MANILA, Philippines – If you still think that P-pop is just a trying-hard wannabe of its foreign counterparts, then you’re not paying attention. These local groups have redefined the Pinoy pop scene in recent years, even taking the genre to greater heights and uncharted territory.
For avid supporters of these P-pop groups, it’s unfair that these talented acts are considered cheap imitations by people who don’t even give the genre a chance.
“We always say, support local or love local, but some people love local selectively,” M, a 31-year-old fan of P-pop group BINI, told Rappler.
Majority of these P-pop fans are, in fact, fans of international music too, especially K-pop and J-pop, and they actually learned to appreciate P-pop more because it was able to showcase Filipino culture through a popular genre.
“I was a K-pop fan before, so I am not new to fangirling anymore. Oftentimes, I envy the South Korean fans because they don’t really have to go out of their way and budget to see their idols perform,” Lulu, a fan of P-pop group Press Hit Play, said. “I had the thirst for our own idol groups having the same timbre, execution, and stage presence. I crave for groups that have the K-pop vibe.”
While she has seen P-pop groups that were patterned after K-pop groups, Lulu admitted that she hoped locals would showcase local culture and have their own flavor and sound. “I was skeptical at first, but then I came to love their sound and the other ways they can help to show off our rich culture and talent to the world.”

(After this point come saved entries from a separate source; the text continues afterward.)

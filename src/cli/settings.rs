// SPDX-License-Identifier: Apache-2.0

use std::io::Read;
use std::path::{Path, PathBuf};

use netiso::{NetworkParams, Topology, SETTINGS_FILE};

use crate::error::CliError;

/// Settings file behind `file_path`: a generated output directory resolves
/// to the settings blob written into it.
pub(crate) fn settings_path(file_path: &str) -> PathBuf {
    let path = Path::new(file_path);
    if path.is_dir() {
        path.join(SETTINGS_FILE)
    } else {
        path.to_path_buf()
    }
}

pub(crate) fn settings_from_file(
    file_path: &str,
) -> Result<(Topology, NetworkParams), CliError> {
    let mut content = String::new();
    if file_path == "-" {
        std::io::stdin().read_to_string(&mut content)?;
    } else {
        let path = settings_path(file_path);
        log::debug!("Loading settings from {}", path.display());
        std::fs::File::open(&path)
            .map_err(|e| {
                CliError::from(format!(
                    "Failed to open {}: {e}",
                    path.display()
                ))
            })?
            .read_to_string(&mut content)?;
    };
    Ok(netiso::load(&content)?)
}

pub(crate) fn settings_to_file(
    file_path: &str,
    topology: &Topology,
    params: &NetworkParams,
) -> Result<(), CliError> {
    let path = settings_path(file_path);
    std::fs::write(&path, netiso::save(topology, params)?).map_err(|e| {
        CliError::from(format!("Failed to write {}: {e}", path.display()))
    })?;
    log::info!("Settings saved to {}", path.display());
    Ok(())
}

pub(crate) fn init(file_path: &str, force: bool) -> Result<String, CliError> {
    let path = settings_path(file_path);
    if path.exists() && !force {
        return Err(CliError::from(format!(
            "{} already exists, use --force to overwrite",
            path.display()
        )));
    }
    settings_to_file(file_path, &Topology::new(), &NetworkParams::new())?;
    Ok(path.display().to_string())
}

pub(crate) fn format(file_path: &str) -> Result<String, CliError> {
    let (topology, params) = settings_from_file(file_path)?;
    Ok(netiso::save(&topology, &params)?.trim_end().to_string())
}
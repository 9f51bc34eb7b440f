// SPDX-License-Identifier: Apache-2.0

mod net_env;
mod net_iso;
mod nic_config;
mod template;

use std::collections::BTreeMap;

use crate::{DeviceNode, NetIsoError, NetworkParams, Role, Topology};

pub(crate) use self::net_env::gen_network_environment;
pub(crate) use self::net_iso::gen_network_isolation;
pub(crate) use self::nic_config::gen_nic_config_template;

pub const NIC_CONFIG_DIR: &str = "nic-configs";
pub const NETWORK_ENVIRONMENT_FILE: &str = "network-environment.yaml";
pub const NETWORK_ISOLATION_FILE: &str = "network-isolation.yaml";
pub const NETWORK_ISOLATION_ABSOLUTE_FILE: &str =
    "network-isolation-absolute.yaml";

#[derive(Debug, Clone, PartialEq, Eq)]
#[non_exhaustive]
/// Where the network isolation documents expect the Heat template tree.
pub struct GenConfOptions {
    /// Prefix used by `network-isolation.yaml`, relative to the output
    /// directory. Should end with `/`.
    pub relative_template_root: String,
    /// Prefix used by `network-isolation-absolute.yaml`. Should end with
    /// `/`.
    pub absolute_template_root: String,
}

impl Default for GenConfOptions {
    fn default() -> Self {
        Self {
            relative_template_root: "../".to_string(),
            absolute_template_root:
                "/usr/share/openstack-tripleo-heat-templates/".to_string(),
        }
    }
}

impl GenConfOptions {
    pub fn new() -> Self {
        Self::default()
    }
}

#[derive(Debug, Clone, PartialEq, Eq, Default)]
#[non_exhaustive]
/// Rendered YAML documents.
pub struct Templates {
    pub nic_configs: BTreeMap<Role, String>,
    pub network_environment: String,
    pub network_isolation: String,
    pub network_isolation_absolute: String,
}

impl Templates {
    /// Every document as `(path_relative_to_output_dir, content)` in a
    /// stable order.
    pub fn files(&self) -> Vec<(String, &str)> {
        let mut ret: Vec<(String, &str)> = self
            .nic_configs
            .iter()
            .map(|(role, content)| {
                (
                    format!("{NIC_CONFIG_DIR}/{}", role.file_name()),
                    content.as_str(),
                )
            })
            .collect();
        ret.push((
            NETWORK_ENVIRONMENT_FILE.to_string(),
            self.network_environment.as_str(),
        ));
        ret.push((
            NETWORK_ISOLATION_FILE.to_string(),
            self.network_isolation.as_str(),
        ));
        ret.push((
            NETWORK_ISOLATION_ABSOLUTE_FILE.to_string(),
            self.network_isolation_absolute.as_str(),
        ));
        ret
    }
}

/// Render every template document out of the device topology and network
/// registry. Neither input is modified. No validation is done here, see
/// [crate::validate()].
pub fn compile(
    topology: &Topology,
    params: &NetworkParams,
    options: &GenConfOptions,
) -> Result<Templates, NetIsoError> {
    let roles: BTreeMap<Role, Vec<DeviceNode>> = topology.clone().into();
    let mut nic_configs = BTreeMap::new();
    for (role, devices) in roles {
        log::debug!("Compiling nic config of role {role}");
        let doc = gen_nic_config_template(role, devices, params)?;
        nic_configs.insert(role, serde_yaml::to_string(&doc)?);
    }

    let network_environment =
        serde_yaml::to_string(&gen_network_environment(topology, params))?;
    let network_isolation = serde_yaml::to_string(&gen_network_isolation(
        topology,
        params,
        &options.relative_template_root,
    ))?;
    let network_isolation_absolute =
        serde_yaml::to_string(&gen_network_isolation(
            topology,
            params,
            &options.absolute_template_root,
        ))?;

    Ok(Templates {
        nic_configs,
        network_environment,
        network_isolation,
        network_isolation_absolute,
    })
}

impl Topology {
    /// Shortcut of [compile()].
    pub fn gen_conf(
        &self,
        params: &NetworkParams,
        options: &GenConfOptions,
    ) -> Result<Templates, NetIsoError> {
        compile(self, params, options)
    }
}
// SPDX-License-Identifier: Apache-2.0

use std::convert::TryFrom;
use std::marker::PhantomData;
use std::str::FromStr;

use serde::{de, de::Visitor, Deserializer};

use crate::device::MTU_UNSET;

// This function is inspired by https://serde.rs/string-or-struct.html
pub(crate) fn option_u16_or_string<'de, D>(
    deserializer: D,
) -> Result<Option<u16>, D::Error>
where
    D: Deserializer<'de>,
{
    struct IntegerOrString(PhantomData<fn() -> Option<u16>>);

    impl<'de> Visitor<'de> for IntegerOrString {
        type Value = Option<u16>;

        fn expecting(
            &self,
            formatter: &mut std::fmt::Formatter,
        ) -> std::fmt::Result {
            formatter.write_str("integer, string or null")
        }

        fn visit_str<E>(self, value: &str) -> Result<Option<u16>, E>
        where
            E: de::Error,
        {
            if value.is_empty() {
                Ok(None)
            } else {
                FromStr::from_str(value)
                    .map_err(de::Error::custom)
                    .map(Some)
            }
        }

        fn visit_u64<E>(self, value: u64) -> Result<Option<u16>, E>
        where
            E: de::Error,
        {
            TryFrom::try_from(value)
                .map_err(de::Error::custom)
                .map(Some)
        }

        fn visit_unit<E>(self) -> Result<Option<u16>, E>
        where
            E: de::Error,
        {
            Ok(None)
        }

        fn visit_none<E>(self) -> Result<Option<u16>, E>
        where
            E: de::Error,
        {
            Ok(None)
        }
    }

    deserializer.deserialize_any(IntegerOrString(PhantomData))
}

pub(crate) fn u16_or_string<'de, D>(deserializer: D) -> Result<u16, D::Error>
where
    D: Deserializer<'de>,
{
    option_u16_or_string(deserializer)?
        .ok_or_else(|| de::Error::custom("VLAN ID should not be empty"))
}

/// MTU is persisted as integer with `-1` standing for "not set". Older
/// settings files stored it as string.
pub(crate) fn mtu_or_unset<'de, D>(
    deserializer: D,
) -> Result<Option<u32>, D::Error>
where
    D: Deserializer<'de>,
{
    struct MtuOrUnset(PhantomData<fn() -> Option<u32>>);

    impl<'de> Visitor<'de> for MtuOrUnset {
        type Value = Option<u32>;

        fn expecting(
            &self,
            formatter: &mut std::fmt::Formatter,
        ) -> std::fmt::Result {
            formatter.write_str("positive integer or -1")
        }

        fn visit_i64<E>(self, value: i64) -> Result<Option<u32>, E>
        where
            E: de::Error,
        {
            if value == MTU_UNSET {
                Ok(None)
            } else {
                TryFrom::try_from(value)
                    .map_err(de::Error::custom)
                    .map(Some)
            }
        }

        fn visit_u64<E>(self, value: u64) -> Result<Option<u32>, E>
        where
            E: de::Error,
        {
            TryFrom::try_from(value)
                .map_err(de::Error::custom)
                .map(Some)
        }

        fn visit_str<E>(self, value: &str) -> Result<Option<u32>, E>
        where
            E: de::Error,
        {
            let value = value.trim();
            if value.is_empty() {
                return Ok(None);
            }
            let mtu = i64::from_str(value).map_err(de::Error::custom)?;
            self.visit_i64(mtu)
        }

        fn visit_unit<E>(self) -> Result<Option<u32>, E>
        where
            E: de::Error,
        {
            Ok(None)
        }

        fn visit_none<E>(self) -> Result<Option<u32>, E>
        where
            E: de::Error,
        {
            Ok(None)
        }
    }

    deserializer.deserialize_any(MtuOrUnset(PhantomData))
}
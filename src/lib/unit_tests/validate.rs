// SPDX-License-Identifier: Apache-2.0

use crate::{
    check_bond_primaries, check_bridge_carriers, check_duplicate_bonds,
    check_duplicate_networks, check_duplicate_nics, check_duplicate_vlans,
    check_ips_in_cidr, check_overlapping_cidrs,
    unit_tests::testlib::{bonded_bridge_topology, load_topology},
    validate, ErrorKind, NetIsoError, NetworkName, NetworkParams, Role,
    ValidationError,
};

#[test]
fn test_valid_topology() {
    let topology = bonded_bridge_topology();
    assert_eq!(validate(&topology, &NetworkParams::new()), Ok(()));
}

#[test]
fn test_duplicate_vlan_of_used_networks() {
    let topology = bonded_bridge_topology();
    let mut params = NetworkParams::new();
    params.internal_api.vlan_id = 1;

    assert_eq!(
        check_duplicate_vlans(&topology, &params),
        vec![ValidationError::DuplicateVlanId {
            vlan_id: 1,
            networks: vec![NetworkName::External, NetworkName::InternalApi],
        }]
    );
}

#[test]
fn test_duplicate_vlan_of_unused_network_ignored() {
    let topology = bonded_bridge_topology();
    let mut params = NetworkParams::new();
    params.storage.vlan_id = 1;
    params.tenant.vlan_id = 1;
    assert!(check_duplicate_vlans(&topology, &params).is_empty());
}

#[test]
fn test_duplicate_network_in_role() {
    let topology = load_topology(
        r"---
controller:
- type: interface
  name: nic1
  network: Storage
- type: bridge
  name: br-ex
  network: Storage
  members:
  - type: interface
    name: nic2
    primary: true
compute:
- type: interface
  name: nic1
  network: Storage
",
    );
    assert_eq!(
        check_duplicate_networks(&topology),
        vec![ValidationError::DuplicateNetwork {
            role: Role::Controller,
            network: NetworkName::Storage,
        }]
    );
}

#[test]
fn test_duplicate_nic_name_nested() {
    let topology = load_topology(
        r"---
compute:
- type: interface
  name: nic2
- type: bridge
  name: br-ex
  members:
  - type: interface
    name: nic2
    primary: true
",
    );
    assert_eq!(
        check_duplicate_nics(&topology),
        vec![ValidationError::DuplicateInterfaceName {
            role: Role::Compute,
            name: "nic2".to_string(),
        }]
    );
}

#[test]
fn test_overlapping_cidrs() {
    let topology = load_topology(
        r"---
controller:
- type: interface
  name: nic1
  network: Storage
- type: interface
  name: nic2
  network: Tenant
",
    );
    let mut params = NetworkParams::new();
    params.tenant.cidr = "172.18.0.128/25".to_string();
    params.tenant.range_start = "172.18.0.130".to_string();
    params.tenant.range_end = "172.18.0.140".to_string();

    assert_eq!(
        check_overlapping_cidrs(&topology, &params),
        vec![ValidationError::OverlappingCidrs {
            network: NetworkName::Storage,
            cidr: "172.18.0.0/24".to_string(),
            other_network: NetworkName::Tenant,
            other_cidr: "172.18.0.128/25".to_string(),
        }]
    );
}

#[test]
fn test_distinct_cidrs_do_not_overlap() {
    let topology = load_topology(
        r"---
controller:
- type: interface
  name: nic1
  network: External
- type: interface
  name: nic2
  network: Storage
",
    );
    let mut params = NetworkParams::new();
    params.storage.cidr = "10.1.0.0/24".to_string();
    params.storage.range_start = "10.1.0.10".to_string();
    params.storage.range_end = "10.1.0.250".to_string();
    assert!(check_overlapping_cidrs(&topology, &params).is_empty());

    params.storage.cidr = "10.0.0.0/24".to_string();
    assert_eq!(
        check_overlapping_cidrs(&topology, &params),
        vec![ValidationError::OverlappingCidrs {
            network: NetworkName::External,
            cidr: "10.0.0.0/24".to_string(),
            other_network: NetworkName::Storage,
            other_cidr: "10.0.0.0/24".to_string(),
        }]
    );
}

#[test]
fn test_range_and_gateway_outside_cidr() {
    let topology = bonded_bridge_topology();
    let mut params = NetworkParams::new();
    params.internal_api.range_end = "172.17.1.250".to_string();
    params.external.gateway = "10.0.1.1".to_string();

    assert_eq!(
        check_ips_in_cidr(&topology, &params),
        vec![
            ValidationError::AddressNotInCidr {
                network: NetworkName::External,
                field: "gateway",
                address: "10.0.1.1".to_string(),
                cidr: "10.0.0.0/24".to_string(),
            },
            ValidationError::AddressNotInCidr {
                network: NetworkName::InternalApi,
                field: "range end",
                address: "172.17.1.250".to_string(),
                cidr: "172.17.0.0/24".to_string(),
            },
        ]
    );
}

#[test]
fn test_invalid_address() {
    let topology = bonded_bridge_topology();
    let mut params = NetworkParams::new();
    params.internal_api.range_start = "172.17.0.300".to_string();

    assert_eq!(
        check_ips_in_cidr(&topology, &params),
        vec![ValidationError::InvalidAddress {
            network: NetworkName::InternalApi,
            field: "range start",
            value: "172.17.0.300".to_string(),
        }]
    );
}

#[test]
fn test_bond_without_primary() {
    let topology = load_topology(
        r"---
compute:
- type: bridge
  name: br-ex
  members:
  - type: bond
    name: bond1
    members:
    - type: interface
      name: nic2
    - type: interface
      name: nic3
",
    );
    assert_eq!(
        check_bond_primaries(&topology),
        vec![ValidationError::BondPrimaryCount {
            role: Role::Compute,
            bond: "bond1".to_string(),
            count: 0,
        }]
    );
}

#[test]
fn test_bond_with_two_primaries() {
    let topology = load_topology(
        r"---
compute:
- type: bridge
  name: br-ex
  members:
  - type: bond
    name: bond1
    members:
    - type: interface
      name: nic2
      primary: true
    - type: interface
      name: nic3
      primary: true
",
    );
    assert_eq!(
        check_bond_primaries(&topology),
        vec![ValidationError::BondPrimaryCount {
            role: Role::Compute,
            bond: "bond1".to_string(),
            count: 2,
        }]
    );
}

#[test]
fn test_duplicate_bond_name_in_role() {
    let topology = load_topology(
        r"---
compute:
- type: bridge
  name: br-ex
  members:
  - type: bond
    name: bond1
    members:
    - type: interface
      name: nic1
      primary: true
    - type: interface
      name: nic2
- type: bridge
  name: br-ex1
  members:
  - type: bond
    name: bond1
    members:
    - type: interface
      name: nic3
      primary: true
    - type: interface
      name: nic4
controller:
- type: bridge
  name: br-ex
  members:
  - type: bond
    name: bond1
    members:
    - type: interface
      name: nic1
      primary: true
    - type: interface
      name: nic2
",
    );
    assert_eq!(
        check_duplicate_bonds(&topology),
        vec![ValidationError::DuplicateBondName {
            role: Role::Compute,
            name: "bond1".to_string(),
        }]
    );
}

#[test]
fn test_bridge_without_carrier() {
    let topology = load_topology(
        r"---
compute:
- type: bridge
  name: br-ex
  members:
  - type: vlan
    network: Storage
",
    );
    assert_eq!(
        check_bridge_carriers(&topology),
        vec![ValidationError::BridgeCarrierCount {
            role: Role::Compute,
            bridge: "br-ex".to_string(),
            count: 0,
        }]
    );
}

#[test]
fn test_validate_collect_all_errors() {
    let topology = load_topology(
        r"---
compute:
- type: interface
  name: nic1
  network: Storage
- type: interface
  name: nic1
  network: Storage
- type: bridge
  name: br-ex
",
    );
    let mut params = NetworkParams::new();
    params.storage.cidr = "not-a-cidr".to_string();

    let errors = validate(&topology, &params).unwrap_err();
    assert_eq!(
        errors,
        vec![
            ValidationError::DuplicateNetwork {
                role: Role::Compute,
                network: NetworkName::Storage,
            },
            ValidationError::DuplicateInterfaceName {
                role: Role::Compute,
                name: "nic1".to_string(),
            },
            ValidationError::InvalidAddress {
                network: NetworkName::Storage,
                field: "cidr",
                value: "not-a-cidr".to_string(),
            },
            ValidationError::BridgeCarrierCount {
                role: Role::Compute,
                bridge: "br-ex".to_string(),
                count: 0,
            },
        ]
    );

    let e = NetIsoError::from(errors);
    assert_eq!(e.kind(), ErrorKind::ValidationFailure);
    assert!(e.msg().contains("Duplicate interface name nic1"));
}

Filipinos and their world-class talent
“We’re not denying that there’s similarities with K-pop and J-pop, specifically in terms of the artist’s performances. There’s flashy outfits, intense choreographies, and powerful songs,” Shai, a fan of P-pop group SB19 said. “Even the P-pop groups, and the staff behind them, all sing their praises for the success of K-pop across the world.”
What K-pop has done is an admirable feat, brought upon by a culmination of years of hard work and generations of talent. And for P-pop fans, such success is not a shot in the dark for Pinoy pop. “Filipinos are known for their world-class talents. Sure, we’ve been famed for our biritera singers, but that doesn’t mean that we can’t and won’t wow the world with what these Pinoy pop groups can offer, too,” Shai added.
M also pointed out that Pinoy pop has always been present; it just evolved throughout the years. “When I was younger, I was fond of dancing to Sexbomb Girls songs, bought their albums, and watched their shows. They started P-pop together with other groups, as early as the 2000s. But now, P-pop is more known here in our country as ‘P-pop idols.’”
At this point, you’d have to be living under a rock if you still hadn’t heard of any P-pop songs. With the likes of SB19, MNL48, BGYO, BINI, ALAMAT, and more acts, the genre encompasses a pretty wide range.
“I met SB19 September of 2019. They introduced me to P-pop. I was really happy to see that a Filipino group could show me the same dedication and talent that we see in K-pop,” Jadi, a 17-year-old fan of P-pop groups SB19, KAIA, and G22, said. “I saw new P-pop groups come in and I became really passionate about being a fan of Filipino talents who motivate and promote Filipino culture.”
“It warms my heart to see Filipinos supporting Filipino artists in ways they never did before. And as a P-pop fan living overseas, the P-pop community brings me closer to home,” she added.
Honey, a 21-year-old fan of P-pop group 1st.One shared that the steady growth of P-pop is “overwhelming on a good note…. It’s fun to see fans gathering and cheering for each P-pop group they like.”
Cher, a 44-year-old fan of P-pop group Press Hit Play, recalled that before, her friends were previously not familiar with any P-pop group. “But right now, I’ll even hear them humming/singing a certain P-pop song. Before, most YouTube reactors of P-pop groups were Filipino vloggers. But as time goes by, uploaded P-pop songs on YouTube are flooded by foreigner reactors.”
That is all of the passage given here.